Un missile yéménite disparu aux frontières saoudiennes, Riyad dément toute frappe sur la base Prince Sultan
Les sirènes d'alarme ont retenti autour de la base aérienne Prince Sultan, hôte de forces américaines, après un tir balistique depuis le Yémen. Riyad écarte tout impact, tandis que les houthistes revendiquent une attaque contre Israël.

Un réveil sous tension dans la province saoudienne d’al-Kharj. Aux premières heures de la matinée du lundi 8 juin, les sirènes d’alerte ont retenti autour de la base aérienne Prince Sultan, immense infrastructure qui accueille depuis des décennies un contingent militaire américain. Rapidement, des rumeurs de frappe directe ont circulé sur les réseaux sociaux et dans une partie de la presse régionale. Le ministère saoudien de la Défense a opposé un démenti formel, qualifiant de « non fondées » les informations faisant état d’une attaque contre la base. Le porte-parole, le général Turki al-Maliki, a expliqué que l’activation des alarmes relevait d’une « mesure de précaution » après le tir d’un missile balistique depuis le Yémen, lequel a « disparu près de la frontière » sans jamais menacer le site.

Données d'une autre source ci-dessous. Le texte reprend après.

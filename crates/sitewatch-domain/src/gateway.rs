use async_trait::async_trait;

use crate::aggregate::SiteAggregate;
use crate::batch::{BatchRecord, IngestionBatch};
use crate::error::DomainResult;
use crate::measurement::{Measurement, MeasurementRecord};
use crate::site::{Site, SiteRecord};

/// Abstract transactional store for sites, measurements and ingestion
/// batches. Infrastructure crates (e.g. sitewatch-postgres) implement this;
/// the in-memory gateway backs integration tests.
#[cfg_attr(test, mockall::automock)]
#[async_trait]
pub trait PersistenceGateway: Send + Sync {
    /// Open a new atomic transaction. Dropping the returned transaction
    /// without calling `commit` rolls every staged effect back.
    async fn begin(&self) -> DomainResult<Box<dyn GatewayTransaction>>;

    /// Snapshot read of a batch by its idempotency token, outside any caller
    /// transaction. Used by the uniqueness-race recovery path, which must
    /// observe the concurrently committed winner.
    async fn find_batch_by_client_token(
        &self,
        client_batch_id: &str,
    ) -> DomainResult<Option<IngestionBatch>>;

    /// Persist a new site with zeroed derived fields.
    async fn insert_site(&self, record: SiteRecord) -> DomainResult<Site>;

    /// Fetch a site by id (excludes soft-deleted sites).
    async fn find_site(&self, site_id: &str) -> DomainResult<Option<Site>>;

    /// List all active sites, newest first.
    async fn list_sites(&self) -> DomainResult<Vec<Site>>;

    /// Most recent readings across all sites, newest first.
    async fn latest_measurements(&self, limit: u64) -> DomainResult<Vec<Measurement>>;
}

/// One open transaction against the store. Every read observes the
/// transaction's consistent snapshot; either all effects commit or none do.
#[cfg_attr(test, mockall::automock)]
#[async_trait]
pub trait GatewayTransaction: Send + Sync {
    async fn find_site(&self, site_id: &str) -> DomainResult<Option<Site>>;

    /// Insert one measurement and rewrite the owning site's derived fields
    /// within this transaction.
    async fn insert_measurement(&mut self, record: MeasurementRecord) -> DomainResult<Measurement>;

    /// Bulk-insert measurements (all for the same site) and rewrite that
    /// site's derived fields within this transaction. Returns the inserted
    /// row count.
    async fn insert_many_measurements(
        &mut self,
        records: Vec<MeasurementRecord>,
    ) -> DomainResult<u64>;

    async fn find_batch_by_client_token(
        &self,
        client_batch_id: &str,
    ) -> DomainResult<Option<IngestionBatch>>;

    /// Insert a new ingestion batch. The store enforces global uniqueness of
    /// `client_batch_id`; losing that arbitration surfaces as
    /// `DomainError::DuplicateClientBatchId`.
    async fn insert_batch(&mut self, record: BatchRecord) -> DomainResult<IngestionBatch>;

    /// Flip the batch's `processed` flag after all its measurements are in.
    async fn mark_batch_processed(&mut self, batch_id: &str) -> DomainResult<()>;

    async fn count_measurements_for_batch(&self, batch_id: &str) -> DomainResult<u64>;

    /// Derived emissions state for a site, reflecting all measurements
    /// visible to this transaction, including its own uncommitted inserts.
    async fn site_aggregate(&self, site_id: &str) -> DomainResult<Option<SiteAggregate>>;

    /// Commit all staged effects. The transaction is unusable afterwards.
    async fn commit(&mut self) -> DomainResult<()>;
}
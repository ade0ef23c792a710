//! Frame sampling: scaling a source frame into a small sample surface.

use crate::source::Frame;

use super::dimensions::{clamp_sample_width, sample_height};
use super::surface::SampleSurface;

/// Draws source frames into a reusable [`SampleSurface`].
#[derive(Debug, Default)]
pub struct FrameSampler {
    surface: SampleSurface,
}

impl FrameSampler {
    pub fn new() -> Self {
        Self::default()
    }

    /// Size the surface for `requested_width` and draw `frame` into it.
    ///
    /// The surface is `max(requested_width, 1)` wide and
    /// `round(width * frame.height / frame.width)` tall. A frame without
    /// pixels leaves a degenerate surface of height 0.
    pub fn sample(&mut self, frame: &Frame, requested_width: u32) -> &SampleSurface {
        let width = clamp_sample_width(requested_width);
        let height = sample_height(width, frame.width, frame.height);
        self.surface.resize(width, height);
        draw_scaled(frame, &mut self.surface);
        &self.surface
    }

    /// The surface as left by the last [`sample`](Self::sample) call.
    pub fn surface(&self) -> &SampleSurface {
        &self.surface
    }
}

/// Scale `frame` into `surface`.
///
/// Each surface cell averages the block of source pixels it covers. When the
/// surface is larger than the frame a cell covers less than one pixel, so the
/// block is widened to the nearest source pixel.
pub fn draw_scaled(frame: &Frame, surface: &mut SampleSurface) {
    let (out_w, out_h) = (surface.width(), surface.height());
    if out_w == 0 || out_h == 0 || frame.width == 0 || frame.height == 0 || frame.data.is_empty() {
        return;
    }

    let cell_w = frame.width as f32 / out_w as f32;
    let cell_h = frame.height as f32 / out_h as f32;

    for cy in 0..out_h {
        let (start_y, end_y) = cell_span(cy, cell_h, frame.height);
        for cx in 0..out_w {
            let (start_x, end_x) = cell_span(cx, cell_w, frame.width);

            let mut sum = [0u32; 4];
            let mut count = 0u32;
            for py in start_y..end_y {
                for px in start_x..end_x {
                    let p = frame.pixel(px, py);
                    for (acc, v) in sum.iter_mut().zip(p) {
                        *acc += v as u32;
                    }
                    count += 1;
                }
            }

            let rgba = if count > 0 {
                [
                    (sum[0] / count) as u8,
                    (sum[1] / count) as u8,
                    (sum[2] / count) as u8,
                    (sum[3] / count) as u8,
                ]
            } else {
                [0; 4]
            };
            surface.put_pixel(cx, cy, rgba);
        }
    }
}

/// Source pixel range `[start, end)` covered by output cell `index`; never empty.
fn cell_span(index: u32, cell_size: f32, limit: u32) -> (u32, u32) {
    let start = ((index as f32 * cell_size) as u32).min(limit - 1);
    let end = (((index + 1) as f32 * cell_size) as u32).clamp(start + 1, limit);
    (start, end)
}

La nature exacte de l’incident s’est éclaircie au fil des heures. Les médias du Golfe, reprenant les déclarations officielles de Riyad, ont précisé que le missile, défectueux, s’était abîmé dans une zone inhabitée proche de la frontière yéméno-saoudienne après avoir dévié de sa trajectoire. Le mouvement houthiste, soutenu par l’Iran, a pour sa part revendiqué un tir de missile balistique en direction d’Israël, et non du royaume saoudien. La chaîne CNN en arabe a rapporté que la milice yéménite menaçait de « faire face à l’escalade par l’escalade », dans un message qui dépasse le seul front yéménite.
Cette confusion survient dans un climat régional d’extrême volatilité. La presse russe, notamment le quotidien économique Kommersant, rappelle que la veille, l’armée israélienne avait frappé Beyrouth en riposte à des attaques du Hezbollah, tandis que les Gardiens de la révolution iraniens lançaient à leur tour des roquettes contre l’État hébreu. C’est dans cet embrasement multipolaire que le tir yéménite a été perçu, à Moscou comme dans les capitales du Golfe, non comme un incident isolé mais comme un maillon supplémentaire d’une chaîne d’affrontements indirects entre Téhéran et ses adversaires.

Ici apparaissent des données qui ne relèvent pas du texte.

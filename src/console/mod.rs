//! Console output: the sink rendered frames are logged to.
//!
//! A [`Console`] accepts whole entries, mirroring a developer console's
//! `log`/`clear` pair. [`TerminalConsole`] turns entries into ANSI and
//! inline-image escape sequences; [`MemoryConsole`] just records them.

mod inline_image;
mod memory;
mod session;
mod terminal;

use std::io;

pub use inline_image::{iterm_sequence, kitty_sequence, ImageProtocol, KITTY_CHUNK_SIZE};
pub use memory::MemoryConsole;
pub use session::TerminalSession;
pub use terminal::TerminalConsole;

/// Placeholder in [`StyledText::format`] consumed by one [`CellStyle`] directive.
pub const STYLE_TOKEN: &str = "%c";

/// Background directive for one styled token.
///
/// The token's glyphs are always drawn with a transparent foreground, so
/// only the background shows.
#[derive(Debug, Clone, Copy, PartialEq, Eq)]
pub struct CellStyle {
    /// RGBA background
    pub background: [u8; 4],
}

impl CellStyle {
    pub fn new(background: [u8; 4]) -> Self {
        Self { background }
    }

    /// Background colour composited over black, since terminals have no alpha.
    pub fn opaque_rgb(&self) -> (u8, u8, u8) {
        let [r, g, b, a] = self.background;
        let blend = |c: u8| ((c as u16 * a as u16 + 127) / 255) as u8;
        (blend(r), blend(g), blend(b))
    }

    /// ANSI true colour (24-bit) background sequence.
    pub fn ansi(&self) -> String {
        let (r, g, b) = self.opaque_rgb();
        format!("\x1b[48;2;{};{};{}m", r, g, b)
    }
}

/// Format string plus the ordered directives that style its tokens.
#[derive(Debug, Clone, PartialEq, Eq, Default)]
pub struct StyledText {
    pub format: String,
    pub directives: Vec<CellStyle>,
}

impl StyledText {
    /// Number of style tokens in the format string.
    pub fn token_count(&self) -> usize {
        self.format.matches(STYLE_TOKEN).count()
    }
}

/// A PNG displayed inline at a fixed on-screen size.
#[derive(Debug, Clone, PartialEq, Eq)]
pub struct InlineImage {
    /// Encoded PNG bytes
    pub png: Vec<u8>,
    pub pixel_width: u32,
    pub pixel_height: u32,
    /// On-screen width in terminal cells
    pub columns: u16,
    /// On-screen height in terminal cells
    pub rows: u16,
    /// Blank lines written before the image
    pub leading_newlines: usize,
}

/// One console log call.
#[derive(Debug, Clone, PartialEq, Eq)]
pub enum ConsoleEntry {
    Text(String),
    Styled(StyledText),
    Image(InlineImage),
}

/// Output sink with developer-console semantics.
pub trait Console {
    /// Wipe everything logged so far.
    fn clear(&mut self) -> io::Result<()>;

    /// Append one entry.
    fn log(&mut self, entry: ConsoleEntry) -> io::Result<()>;
}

Du côté iranien, le journal Donya-e Eqtesad, tout en relayant le démenti saoudien, souligne discrètement que la base Prince Sultan « accueille des chasseurs américains », rappelant ainsi que ce site, déjà utilisé lors des opérations en Irak et en Afghanistan, demeure un symbole de la présence militaire des États-Unis sur le sol saoudien. Cette présence, régulièrement dénoncée par l’axe de la résistance, fait de la base une cible potentielle récurrente, même si les faits du 8 juin n’ont pas confirmé une attaque réussie.

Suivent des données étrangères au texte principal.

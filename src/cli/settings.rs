//! Merge `play` flags with the config file into the settings a session runs with.
//!
//! Precedence: CLI flag > config file > built-in default.

use super::args::PlayArgs;
use crate::config::Config;
use crate::console::ImageProtocol;
use crate::render::DEFAULT_COLUMNS;
use crate::scheduler::{
    OutputMode, RenderState, CLEAR_THRESHOLD_RANGE, DEFAULT_SAMPLE_WIDTH,
    DEFAULT_TEXT_CLEAR_THRESHOLD, SAMPLE_WIDTH_RANGE,
};

/// Fully resolved options for one playback session.
#[derive(Debug, Clone, PartialEq)]
pub struct PlaySettings {
    pub input: String,
    pub mode: OutputMode,
    pub sample_width: u32,
    pub clear_threshold: u32,
    pub protocol: ImageProtocol,
    pub columns: u16,
    pub autoplay: bool,
    pub looping: bool,
    /// Read keys from the terminal; off for `--no-input`
    pub interactive: bool,
}

impl PlaySettings {
    pub fn resolve(args: &PlayArgs, config: &Config) -> Self {
        let sample_width = args
            .width
            .or(config.image.sample_width)
            .unwrap_or(DEFAULT_SAMPLE_WIDTH)
            .clamp(*SAMPLE_WIDTH_RANGE.start(), *SAMPLE_WIDTH_RANGE.end());
        let clear_threshold = args
            .clear_every
            .or(config.text.clear_threshold)
            .unwrap_or(DEFAULT_TEXT_CLEAR_THRESHOLD)
            .clamp(*CLEAR_THRESHOLD_RANGE.start(), *CLEAR_THRESHOLD_RANGE.end());

        Self {
            input: args.input.clone(),
            mode: args
                .mode
                .map(OutputMode::from)
                .or(config.playback.mode)
                .unwrap_or_default(),
            sample_width,
            clear_threshold,
            protocol: args
                .protocol
                .map(ImageProtocol::from)
                .or(config.image.protocol)
                .unwrap_or_default(),
            columns: args
                .columns
                .or(config.image.columns)
                .unwrap_or(DEFAULT_COLUMNS)
                .max(1),
            autoplay: args.autoplay || args.no_input || config.playback.autoplay,
            looping: args.looping || config.playback.looping,
            interactive: !args.no_input,
        }
    }

    /// Initial render state; the counter starts at 0 so the first frame clears.
    pub fn render_state(&self) -> RenderState {
        RenderState {
            output_mode: self.mode,
            sample_width: self.sample_width,
            text_clear_threshold: self.clear_threshold,
            frames_since_clear: 0,
        }
    }
}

Au-delà de l’incident lui-même, l’épisode illustre les risques croissants de malentendus et de dérapages dans une guerre fragmentée où les acteurs non étatiques disposent de capacités balistiques de plus en plus sophistiquées. La disparition du missile des écrans radar, son probable dysfonctionnement technique, mais aussi la revendication houthiste visant Israël, suggèrent que le Yémen est devenu un théâtre d’opérations connecté aux autres fronts — Liban, Syrie, Irak — de la confrontation irano-israélienne. Pour Riyad, qui cherche à préserver sa fragile désescalade avec Téhéran tout en restant un partenaire stratégique de Washington, chaque projectile égaré aux frontières devient un test de sang-froid diplomatique dans une région minée par la guerre des narrations.